» **TASK REQUIREMENTS**: Tally the lines in the entries below where the string "libm" occurs. Reply with the total alone.

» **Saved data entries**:
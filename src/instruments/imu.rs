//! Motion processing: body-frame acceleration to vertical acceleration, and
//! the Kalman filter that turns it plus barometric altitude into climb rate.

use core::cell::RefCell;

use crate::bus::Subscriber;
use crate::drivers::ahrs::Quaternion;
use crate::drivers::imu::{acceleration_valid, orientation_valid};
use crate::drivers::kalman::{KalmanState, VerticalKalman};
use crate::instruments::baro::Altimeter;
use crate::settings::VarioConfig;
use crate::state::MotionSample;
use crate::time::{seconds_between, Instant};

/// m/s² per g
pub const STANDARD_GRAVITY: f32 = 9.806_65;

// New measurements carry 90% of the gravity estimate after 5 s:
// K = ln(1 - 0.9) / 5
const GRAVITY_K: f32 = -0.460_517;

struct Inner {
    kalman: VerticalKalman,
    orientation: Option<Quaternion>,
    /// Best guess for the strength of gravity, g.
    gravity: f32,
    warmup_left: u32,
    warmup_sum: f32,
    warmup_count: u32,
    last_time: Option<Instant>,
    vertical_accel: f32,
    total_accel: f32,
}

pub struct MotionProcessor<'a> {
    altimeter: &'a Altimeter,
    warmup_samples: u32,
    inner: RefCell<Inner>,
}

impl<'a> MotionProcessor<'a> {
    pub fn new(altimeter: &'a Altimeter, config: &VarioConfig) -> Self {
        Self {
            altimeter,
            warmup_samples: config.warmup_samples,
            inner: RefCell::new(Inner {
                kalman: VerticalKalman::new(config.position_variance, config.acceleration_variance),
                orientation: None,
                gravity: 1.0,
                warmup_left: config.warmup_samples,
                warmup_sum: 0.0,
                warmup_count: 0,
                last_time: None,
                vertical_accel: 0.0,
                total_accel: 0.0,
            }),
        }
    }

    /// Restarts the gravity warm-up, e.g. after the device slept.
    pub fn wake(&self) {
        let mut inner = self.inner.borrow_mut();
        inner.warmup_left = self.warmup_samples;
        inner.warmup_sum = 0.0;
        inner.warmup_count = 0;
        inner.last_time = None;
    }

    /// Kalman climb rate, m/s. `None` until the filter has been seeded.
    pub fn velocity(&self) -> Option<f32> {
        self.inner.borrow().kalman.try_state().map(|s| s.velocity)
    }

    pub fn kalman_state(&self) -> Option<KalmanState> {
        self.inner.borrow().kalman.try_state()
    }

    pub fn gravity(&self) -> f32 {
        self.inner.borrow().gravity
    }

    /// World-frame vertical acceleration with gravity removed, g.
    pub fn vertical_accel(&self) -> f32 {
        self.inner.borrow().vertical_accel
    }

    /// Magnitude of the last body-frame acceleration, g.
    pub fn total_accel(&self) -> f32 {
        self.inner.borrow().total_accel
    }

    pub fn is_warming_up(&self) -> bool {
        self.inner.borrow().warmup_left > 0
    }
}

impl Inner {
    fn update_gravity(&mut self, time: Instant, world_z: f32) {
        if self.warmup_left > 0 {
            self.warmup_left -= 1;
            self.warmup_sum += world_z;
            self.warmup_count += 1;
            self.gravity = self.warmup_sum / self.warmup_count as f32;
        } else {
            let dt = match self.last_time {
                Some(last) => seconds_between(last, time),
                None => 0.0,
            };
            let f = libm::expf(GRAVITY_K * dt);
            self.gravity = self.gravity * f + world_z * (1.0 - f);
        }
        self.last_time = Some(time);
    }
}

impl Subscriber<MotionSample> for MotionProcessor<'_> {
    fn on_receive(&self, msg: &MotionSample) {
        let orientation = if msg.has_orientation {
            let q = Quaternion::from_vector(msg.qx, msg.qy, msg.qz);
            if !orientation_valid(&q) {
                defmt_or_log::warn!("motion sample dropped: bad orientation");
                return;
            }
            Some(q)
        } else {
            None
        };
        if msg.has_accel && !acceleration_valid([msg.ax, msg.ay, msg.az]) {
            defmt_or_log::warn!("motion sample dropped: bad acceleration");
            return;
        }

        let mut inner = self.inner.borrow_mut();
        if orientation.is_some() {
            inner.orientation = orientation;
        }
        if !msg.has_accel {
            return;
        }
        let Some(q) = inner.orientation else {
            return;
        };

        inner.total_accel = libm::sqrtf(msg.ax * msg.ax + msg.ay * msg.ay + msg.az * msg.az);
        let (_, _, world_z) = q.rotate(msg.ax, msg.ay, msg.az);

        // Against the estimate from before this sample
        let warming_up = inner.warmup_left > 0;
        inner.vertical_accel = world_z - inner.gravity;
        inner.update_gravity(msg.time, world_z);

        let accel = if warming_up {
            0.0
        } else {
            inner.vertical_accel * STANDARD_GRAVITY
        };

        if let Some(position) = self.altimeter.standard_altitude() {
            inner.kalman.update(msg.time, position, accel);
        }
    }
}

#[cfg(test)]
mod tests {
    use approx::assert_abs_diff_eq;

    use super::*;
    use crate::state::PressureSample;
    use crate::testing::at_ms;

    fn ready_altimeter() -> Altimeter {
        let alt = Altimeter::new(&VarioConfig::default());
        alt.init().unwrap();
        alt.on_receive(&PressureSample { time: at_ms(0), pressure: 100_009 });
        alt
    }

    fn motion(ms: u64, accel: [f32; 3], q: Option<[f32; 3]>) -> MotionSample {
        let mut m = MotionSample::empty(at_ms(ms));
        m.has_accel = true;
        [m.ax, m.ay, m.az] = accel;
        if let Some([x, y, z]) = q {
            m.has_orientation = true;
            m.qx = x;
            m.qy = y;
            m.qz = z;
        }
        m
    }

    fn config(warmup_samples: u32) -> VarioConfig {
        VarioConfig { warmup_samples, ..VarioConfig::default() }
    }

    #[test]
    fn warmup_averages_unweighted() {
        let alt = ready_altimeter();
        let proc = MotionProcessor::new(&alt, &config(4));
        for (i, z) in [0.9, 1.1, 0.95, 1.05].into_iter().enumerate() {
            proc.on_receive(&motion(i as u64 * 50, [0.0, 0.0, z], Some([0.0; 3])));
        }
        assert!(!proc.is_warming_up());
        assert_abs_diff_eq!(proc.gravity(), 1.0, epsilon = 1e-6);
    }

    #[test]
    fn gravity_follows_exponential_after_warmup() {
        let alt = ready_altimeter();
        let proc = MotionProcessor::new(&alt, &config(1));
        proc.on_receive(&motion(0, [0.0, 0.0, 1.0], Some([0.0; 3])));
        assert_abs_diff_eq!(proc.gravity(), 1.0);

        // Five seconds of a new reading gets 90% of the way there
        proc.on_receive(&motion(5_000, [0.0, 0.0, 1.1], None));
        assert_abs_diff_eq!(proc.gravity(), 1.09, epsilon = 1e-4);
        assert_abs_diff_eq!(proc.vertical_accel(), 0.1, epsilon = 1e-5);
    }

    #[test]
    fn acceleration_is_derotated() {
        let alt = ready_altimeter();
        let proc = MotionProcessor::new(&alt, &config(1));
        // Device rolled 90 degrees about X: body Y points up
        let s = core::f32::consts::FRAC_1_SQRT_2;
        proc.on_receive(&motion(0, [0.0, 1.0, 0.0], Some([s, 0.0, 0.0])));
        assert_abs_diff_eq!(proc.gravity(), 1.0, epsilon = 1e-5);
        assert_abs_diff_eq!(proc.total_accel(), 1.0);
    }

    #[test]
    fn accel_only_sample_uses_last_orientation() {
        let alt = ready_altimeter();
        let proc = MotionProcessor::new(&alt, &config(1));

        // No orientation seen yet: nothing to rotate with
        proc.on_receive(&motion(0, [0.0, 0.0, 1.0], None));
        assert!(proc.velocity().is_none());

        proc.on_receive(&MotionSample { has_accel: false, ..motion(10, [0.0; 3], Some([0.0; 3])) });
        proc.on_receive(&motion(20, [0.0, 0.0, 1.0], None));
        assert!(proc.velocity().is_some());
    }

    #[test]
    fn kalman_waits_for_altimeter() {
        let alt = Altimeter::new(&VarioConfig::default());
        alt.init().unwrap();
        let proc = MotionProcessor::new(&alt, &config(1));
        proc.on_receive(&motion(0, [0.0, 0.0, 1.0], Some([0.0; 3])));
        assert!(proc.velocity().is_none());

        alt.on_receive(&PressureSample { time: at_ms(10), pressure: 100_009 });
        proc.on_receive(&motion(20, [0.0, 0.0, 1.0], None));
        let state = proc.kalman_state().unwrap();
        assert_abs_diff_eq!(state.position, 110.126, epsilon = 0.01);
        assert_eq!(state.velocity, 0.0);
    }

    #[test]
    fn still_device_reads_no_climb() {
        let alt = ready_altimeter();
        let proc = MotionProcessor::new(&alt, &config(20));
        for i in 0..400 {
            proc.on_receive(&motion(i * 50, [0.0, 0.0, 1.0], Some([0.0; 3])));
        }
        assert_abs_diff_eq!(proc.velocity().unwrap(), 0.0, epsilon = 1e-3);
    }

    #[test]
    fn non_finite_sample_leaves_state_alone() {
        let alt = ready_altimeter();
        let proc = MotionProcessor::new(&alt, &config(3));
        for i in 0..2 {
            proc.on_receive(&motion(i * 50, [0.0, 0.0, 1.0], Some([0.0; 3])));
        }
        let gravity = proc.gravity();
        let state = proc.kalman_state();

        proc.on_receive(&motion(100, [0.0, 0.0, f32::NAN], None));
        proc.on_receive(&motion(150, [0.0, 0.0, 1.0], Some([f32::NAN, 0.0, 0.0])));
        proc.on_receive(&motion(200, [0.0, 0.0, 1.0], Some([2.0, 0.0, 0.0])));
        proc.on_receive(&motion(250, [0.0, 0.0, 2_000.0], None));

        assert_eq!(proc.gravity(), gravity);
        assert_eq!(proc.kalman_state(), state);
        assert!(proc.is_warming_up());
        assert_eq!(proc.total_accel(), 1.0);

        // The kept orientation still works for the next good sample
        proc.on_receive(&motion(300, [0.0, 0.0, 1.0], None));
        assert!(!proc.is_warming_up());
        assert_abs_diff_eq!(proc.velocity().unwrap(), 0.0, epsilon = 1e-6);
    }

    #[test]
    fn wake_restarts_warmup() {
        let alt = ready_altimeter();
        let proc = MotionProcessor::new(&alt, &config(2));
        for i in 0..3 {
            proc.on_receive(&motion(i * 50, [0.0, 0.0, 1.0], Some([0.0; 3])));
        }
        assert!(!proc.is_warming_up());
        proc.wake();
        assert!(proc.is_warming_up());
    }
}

» **SOLUTION FOR THIS EXERCISE**: 2